- Instructions to follow: Would you reproduce, without any alteration, the lines from the opening line of the entries through the line that has "use tokio::io::DuplexStream;" in it?

*** Opening of Extracted material ***

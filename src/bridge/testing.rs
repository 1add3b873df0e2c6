//! Test doubles: scripted remote shells, connectors and in-memory WebSockets

use std::collections::VecDeque;
use std::io;
use std::sync::atomic::{AtomicUsize, Ordering};
use std::sync::Arc;
use std::time::Duration;

use async_trait::async_trait;
use futures_util::StreamExt;
use parking_lot::{Condvar, Mutex};
use tokio::io::DuplexStream;
use tokio_tungstenite::tungstenite::protocol::{CloseFrame, Role};
use tokio_tungstenite::tungstenite::Message;
use tokio_tungstenite::WebSocketStream;

use crate::credentials::CredentialBundle;
use crate::ssh::{
    ConnectionError, RemoteConnector, RemoteHandle, RemoteReader, RemoteWriter, TerminalGeometry,
};

/// Server and client ends of an in-memory WebSocket
pub(crate) async fn ws_pair() -> (WebSocketStream<DuplexStream>, WebSocketStream<DuplexStream>) {
    let (a, b) = tokio::io::duplex(64 * 1024);
    let server = WebSocketStream::from_raw_socket(a, Role::Server, None).await;
    let client = WebSocketStream::from_raw_socket(b, Role::Client, None).await;
    (server, client)
}

/// Collect binary payloads until the server's close frame, then finish the
/// close handshake
pub(crate) async fn read_until_close(
    client: &mut WebSocketStream<DuplexStream>,
) -> (Vec<u8>, Option<CloseFrame<'static>>) {
    let mut received = Vec::new();
    let mut close = None;

    loop {
        match tokio::time::timeout(Duration::from_secs(5), client.next()).await {
            Ok(Some(Ok(Message::Binary(data)))) => received.extend_from_slice(&data),
            Ok(Some(Ok(Message::Close(frame)))) => {
                close = frame.map(CloseFrame::into_owned);
                break;
            }
            Ok(Some(Ok(_))) => {}
            Ok(Some(Err(_))) | Ok(None) | Err(_) => break,
        }
    }

    // Polling again sends our close reply
    let _ = tokio::time::timeout(Duration::from_secs(1), async {
        while let Some(Ok(_)) = client.next().await {}
    })
    .await;

    (received, close)
}

#[derive(Default)]
struct ShellState {
    output: VecDeque<Vec<u8>>,
    eof: bool,
    channel_closed: bool,
    client_closed: bool,
    /// Reader ignores channel close until released
    stubborn: bool,
    fail_writes: bool,
    /// Writes never complete, like a shell that stopped reading stdin
    stall_writes: bool,
    stalled_writes: usize,
    input: Vec<u8>,
    resizes: Vec<TerminalGeometry>,
}

struct Shared {
    state: Mutex<ShellState>,
    cond: Condvar,
}

/// Scripted remote shell. Clones share the same state.
#[derive(Clone)]
pub(crate) struct FakeShell {
    shared: Arc<Shared>,
}

impl FakeShell {
    pub fn new() -> Self {
        Self {
            shared: Arc::new(Shared {
                state: Mutex::new(ShellState::default()),
                cond: Condvar::new(),
            }),
        }
    }

    pub fn stubborn() -> Self {
        let shell = Self::new();
        shell.shared.state.lock().stubborn = true;
        shell
    }

    fn update(&self, f: impl FnOnce(&mut ShellState)) {
        f(&mut self.shared.state.lock());
        self.shared.cond.notify_all();
    }

    pub fn emit(&self, data: &[u8]) {
        let data = data.to_vec();
        self.update(|s| s.output.push_back(data));
    }

    /// Remote side ends the shell
    pub fn finish(&self) {
        self.update(|s| s.eof = true);
    }

    pub fn release(&self) {
        self.update(|s| s.stubborn = false);
    }

    pub fn fail_writes(&self) {
        self.update(|s| s.fail_writes = true);
    }

    pub fn stall_writes(&self) {
        self.update(|s| s.stall_writes = true);
    }

    pub fn stalled_writes(&self) -> usize {
        self.shared.state.lock().stalled_writes
    }

    pub fn input(&self) -> Vec<u8> {
        self.shared.state.lock().input.clone()
    }

    pub fn resizes(&self) -> Vec<TerminalGeometry> {
        self.shared.state.lock().resizes.clone()
    }

    pub fn is_closed(&self) -> bool {
        let s = self.shared.state.lock();
        s.channel_closed && s.client_closed
    }

    pub fn remote_handle(&self) -> RemoteHandle {
        RemoteHandle::new(
            Box::new(FakeReader {
                shared: self.shared.clone(),
            }),
            Box::new(FakeWriter {
                shell: self.clone(),
            }),
        )
    }
}

struct FakeReader {
    shared: Arc<Shared>,
}

impl RemoteReader for FakeReader {
    fn read(&mut self, buf: &mut [u8]) -> io::Result<usize> {
        let mut s = self.shared.state.lock();
        loop {
            if let Some(mut chunk) = s.output.pop_front() {
                let n = buf.len().min(chunk.len());
                buf[..n].copy_from_slice(&chunk[..n]);
                if n < chunk.len() {
                    s.output.push_front(chunk.split_off(n));
                }
                return Ok(n);
            }
            let stopped = s.eof || (s.channel_closed && !s.stubborn);
            if stopped {
                return Ok(0);
            }
            self.shared.cond.wait(&mut s);
        }
    }
}

struct FakeWriter {
    shell: FakeShell,
}

#[async_trait]
impl RemoteWriter for FakeWriter {
    async fn write(&mut self, data: &[u8]) -> io::Result<()> {
        let stalled = {
            let mut s = self.shell.shared.state.lock();
            if s.fail_writes || s.channel_closed {
                return Err(io::Error::new(io::ErrorKind::BrokenPipe, "channel closed"));
            }
            if s.stall_writes {
                s.stalled_writes += 1;
                true
            } else {
                s.input.extend_from_slice(data);
                false
            }
        };
        if stalled {
            std::future::pending::<()>().await;
        }
        Ok(())
    }

    async fn resize(&mut self, geometry: TerminalGeometry) -> io::Result<()> {
        self.shell.update(|s| s.resizes.push(geometry));
        Ok(())
    }

    async fn shutdown_channel(&mut self) -> io::Result<()> {
        self.shell.update(|s| s.channel_closed = true);
        Ok(())
    }

    async fn close(&mut self) -> io::Result<()> {
        self.shell.update(|s| {
            s.channel_closed = true;
            s.client_closed = true;
        });
        Ok(())
    }

    fn is_closed(&self) -> bool {
        self.shell.is_closed()
    }
}

/// Connector handing out one scripted shell, or a scripted failure
pub(crate) struct FakeConnector {
    shell: FakeShell,
    failure: Option<fn() -> ConnectionError>,
    attempts: AtomicUsize,
    geometries: Mutex<Vec<TerminalGeometry>>,
    usernames: Mutex<Vec<String>>,
}

impl FakeConnector {
    pub fn new(shell: FakeShell) -> Self {
        Self {
            shell,
            failure: None,
            attempts: AtomicUsize::new(0),
            geometries: Mutex::new(Vec::new()),
            usernames: Mutex::new(Vec::new()),
        }
    }

    pub fn failing(failure: fn() -> ConnectionError) -> Self {
        Self {
            failure: Some(failure),
            ..Self::new(FakeShell::new())
        }
    }

    pub fn attempts(&self) -> usize {
        self.attempts.load(Ordering::SeqCst)
    }

    pub fn geometries(&self) -> Vec<TerminalGeometry> {
        self.geometries.lock().clone()
    }

    pub fn usernames(&self) -> Vec<String> {
        self.usernames.lock().clone()
    }
}

#[async_trait]
impl RemoteConnector for FakeConnector {
    async fn connect(
        &self,
        credentials: CredentialBundle,
        geometry: TerminalGeometry,
    ) -> Result<RemoteHandle, ConnectionError> {
        self.attempts.fetch_add(1, Ordering::SeqCst);
        self.geometries.lock().push(geometry);
        self.usernames.lock().push(credentials.username.clone());

        match self.failure {
            Some(failure) => Err(failure()),
            None => Ok(self.shell.remote_handle()),
        }
    }
}
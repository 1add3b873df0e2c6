//! SSH Configuration

use std::time::Duration;

use serde::{Deserialize, Serialize};

use super::error::ConnectionError;

/// Private key algorithms accepted for public key authentication
#[derive(Debug, Clone, Copy, PartialEq, Eq)]
pub enum KeyAlgorithm {
    Rsa,
    Ecdsa,
    Ed25519,
}

impl KeyAlgorithm {
    /// Parse a stored key type tag ("RSA", "ECDSA", "Ed25519", "ed25519", ...)
    pub fn parse(tag: &str) -> Result<Self, ConnectionError> {
        match tag.trim().to_ascii_lowercase().as_str() {
            "rsa" | "ssh-rsa" => Ok(KeyAlgorithm::Rsa),
            "ecdsa" | "ecdsa-sha2-nistp256" | "ecdsa-sha2-nistp384" | "ecdsa-sha2-nistp521" => {
                Ok(KeyAlgorithm::Ecdsa)
            }
            "ed25519" | "ssh-ed25519" => Ok(KeyAlgorithm::Ed25519),
            _ => Err(ConnectionError::UnsupportedKeyType(tag.to_string())),
        }
    }

    /// Whether an SSH algorithm name (as reported by a decoded key) belongs
    /// to this family
    pub fn matches(&self, algorithm_name: &str) -> bool {
        match self {
            KeyAlgorithm::Rsa => algorithm_name == "ssh-rsa" || algorithm_name.starts_with("rsa-sha2-"),
            KeyAlgorithm::Ecdsa => algorithm_name.starts_with("ecdsa-sha2-"),
            KeyAlgorithm::Ed25519 => algorithm_name == "ssh-ed25519",
        }
    }
}

/// Pseudo-terminal size
#[derive(Debug, Clone, Copy, PartialEq, Eq, Serialize, Deserialize)]
pub struct TerminalGeometry {
    /// Terminal columns
    #[serde(default = "default_cols")]
    pub cols: u32,

    /// Terminal rows
    #[serde(default = "default_rows")]
    pub rows: u32,
}

impl TerminalGeometry {
    pub fn new(cols: u32, rows: u32) -> Self {
        Self { cols, rows }
    }

    /// Replace zero dimensions with the defaults
    pub fn normalized(self) -> Self {
        Self {
            cols: if self.cols == 0 { default_cols() } else { self.cols },
            rows: if self.rows == 0 { default_rows() } else { self.rows },
        }
    }
}

impl Default for TerminalGeometry {
    fn default() -> Self {
        Self {
            cols: default_cols(),
            rows: default_rows(),
        }
    }
}

fn default_cols() -> u32 {
    80
}

fn default_rows() -> u32 {
    24
}

/// Connector settings shared by every session
#[derive(Debug, Clone)]
pub struct ConnectOptions {
    /// Bounds the whole handshake: TCP connect, key exchange, auth, shell
    pub timeout: Duration,

    /// TERM value requested for the PTY
    pub term: String,

    /// Reject remembered hosts whose key changed.
    /// Unknown hosts are always trusted on first use.
    pub strict_host_key_checking: bool,

    /// SSH-level keepalive
    pub keepalive_interval: Option<Duration>,
}

impl Default for ConnectOptions {
    fn default() -> Self {
        Self {
            timeout: Duration::from_secs(120),
            term: "xterm".to_string(),
            strict_host_key_checking: false,
            keepalive_interval: Some(Duration::from_secs(30)),
        }
    }
}
//! SSH module - opens remote shells using the russh library
//!
//! # Features
//! - Password and public key authentication (RSA, ECDSA, Ed25519)
//! - PTY allocation with the browser's initial geometry
//! - Trust-on-first-use host key memory (see `known_hosts`)
//! - Split reader/writer halves for the terminal bridge (see `remote`)

mod client;
mod config;
mod error;
pub mod known_hosts;
pub mod remote;
mod shell;

pub use client::{ClientHandler, SshConnector};
pub use config::{ConnectOptions, KeyAlgorithm, TerminalGeometry};
pub use error::ConnectionError;
pub use known_hosts::{HostKeyVerification, KnownHostsStore};
pub use remote::{RemoteConnector, RemoteHandle, RemoteReader, RemoteWriter};
pub use shell::{SshShellReader, SshShellWriter};
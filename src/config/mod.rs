//! Configuration Management Module
//!
//! Server settings loaded from a JSON file with environment overrides.

pub mod storage;
pub mod types;

pub use storage::{config_dir, config_file, ConfigStorage};
pub use types::{ServerConfig, CONFIG_VERSION};

/// Configuration errors
#[derive(Debug, thiserror::Error)]
pub enum ConfigError {
    #[error("Failed to determine config directory")]
    NoConfigDir,

    #[error("IO error: {0}")]
    Io(#[from] std::io::Error),

    #[error("JSON error: {0}")]
    Json(#[from] serde_json::Error),

    #[error("Config version {found} is newer than supported {supported}")]
    VersionTooNew { found: u32, supported: u32 },

    #[error("No secret configured (set `secret` or WSTERM_SECRET)")]
    MissingSecret,

    #[error("Invalid configuration: {0}")]
    Invalid(String),
}
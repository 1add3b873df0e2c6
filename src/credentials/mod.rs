//! Credential Resolver
//!
//! Turns a stored target record into a connect-ready [`CredentialBundle`].
//! Secret fields are decrypted on demand into zeroizing buffers; the bundle
//! is moved into the SSH connector and dropped when the attempt ends.

use std::sync::Arc;

use tracing::debug;
use zeroize::Zeroizing;

use crate::identity::{IdentityStore, StoreError, TargetId, TargetRecord};
use crate::secrets::{SecretsError, SecretsService};

/// Decrypted connection material for one target
pub struct CredentialBundle {
    pub target_id: TargetId,
    pub host: String,
    pub port: u16,
    pub username: String,
    pub password: Option<Zeroizing<String>>,
    pub private_key: Option<Zeroizing<String>>,
    /// Raw algorithm tag as stored; validated by the connector
    pub key_type: Option<String>,
    pub passphrase: Option<Zeroizing<String>>,
}

impl CredentialBundle {
    /// Bundle for password authentication (mostly useful in tests and tooling)
    pub fn with_password(
        host: impl Into<String>,
        port: u16,
        username: impl Into<String>,
        password: impl Into<String>,
    ) -> Self {
        Self {
            target_id: 0,
            host: host.into(),
            port,
            username: username.into(),
            password: Some(Zeroizing::new(password.into())),
            private_key: None,
            key_type: None,
            passphrase: None,
        }
    }

    /// Bundle for public key authentication
    pub fn with_key(
        host: impl Into<String>,
        port: u16,
        username: impl Into<String>,
        private_key: impl Into<String>,
        key_type: impl Into<String>,
        passphrase: Option<String>,
    ) -> Self {
        Self {
            target_id: 0,
            host: host.into(),
            port,
            username: username.into(),
            password: None,
            private_key: Some(Zeroizing::new(private_key.into())),
            key_type: Some(key_type.into()),
            passphrase: passphrase.map(Zeroizing::new),
        }
    }
}

impl std::fmt::Debug for CredentialBundle {
    fn fmt(&self, f: &mut std::fmt::Formatter<'_>) -> std::fmt::Result {
        f.debug_struct("CredentialBundle")
            .field("target_id", &self.target_id)
            .field("host", &self.host)
            .field("port", &self.port)
            .field("username", &self.username)
            .field("password", &self.password.as_ref().map(|_| "<redacted>"))
            .field("private_key", &self.private_key.as_ref().map(|_| "<redacted>"))
            .field("key_type", &self.key_type)
            .field("passphrase", &self.passphrase.as_ref().map(|_| "<redacted>"))
            .finish()
    }
}

/// Credential resolution errors
#[derive(Debug, thiserror::Error)]
pub enum CredentialError {
    #[error("Target {0} not found")]
    NotFound(TargetId),

    #[error("Failed to decrypt {field} for target {target_id}: {source}")]
    Decrypt {
        target_id: TargetId,
        field: &'static str,
        #[source]
        source: SecretsError,
    },

    #[error("Identity store error: {0}")]
    Store(#[from] StoreError),
}

pub struct CredentialResolver {
    store: Arc<dyn IdentityStore>,
    secrets: Arc<dyn SecretsService>,
}

impl CredentialResolver {
    pub fn new(store: Arc<dyn IdentityStore>, secrets: Arc<dyn SecretsService>) -> Self {
        Self { store, secrets }
    }

    pub async fn resolve(&self, target_id: TargetId) -> Result<CredentialBundle, CredentialError> {
        let record = self
            .store
            .get_target(target_id)
            .await?
            .ok_or(CredentialError::NotFound(target_id))?;

        self.decrypt_record(record)
    }

    fn decrypt_record(&self, record: TargetRecord) -> Result<CredentialBundle, CredentialError> {
        let target_id = record.id;
        let password = self.decrypt_field(target_id, "password", record.password.as_deref())?;
        let private_key = self.decrypt_field(target_id, "private key", record.ssh_key.as_deref())?;
        let passphrase =
            self.decrypt_field(target_id, "passphrase", record.passphrase.as_deref())?;

        debug!(
            "Resolved credentials for target {} (password: {}, key: {})",
            target_id,
            password.is_some(),
            private_key.is_some()
        );

        Ok(CredentialBundle {
            target_id,
            host: record.host,
            port: record.port,
            username: record.username,
            password,
            private_key,
            key_type: record.ssh_key_type.filter(|t| !t.trim().is_empty()),
            passphrase,
        })
    }

    /// Empty stored fields count as absent
    fn decrypt_field(
        &self,
        target_id: TargetId,
        field: &'static str,
        ciphertext: Option<&str>,
    ) -> Result<Option<Zeroizing<String>>, CredentialError> {
        match ciphertext.map(str::trim) {
            None | Some("") => Ok(None),
            Some(ct) => self
                .secrets
                .decrypt(ct)
                .map(Some)
                .map_err(|source| CredentialError::Decrypt {
                    target_id,
                    field,
                    source,
                }),
        }
    }
}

*** Close of Extracted material ***

- Your response:
filename src/bridge/testing.rs
repository 1add3b873df0e2c6
//! Test doubles: scripted remote shells, connectors and in-memory WebSockets

use std::collections::VecDeque;
use std::io;
use std::sync::atomic::{AtomicUsize, Ordering};
use std::sync::Arc;
use std::time::Duration;

use async_trait::async_trait;
use futures_util::StreamExt;
use parking_lot::{Condvar, Mutex};
use tokio::io::DuplexStream;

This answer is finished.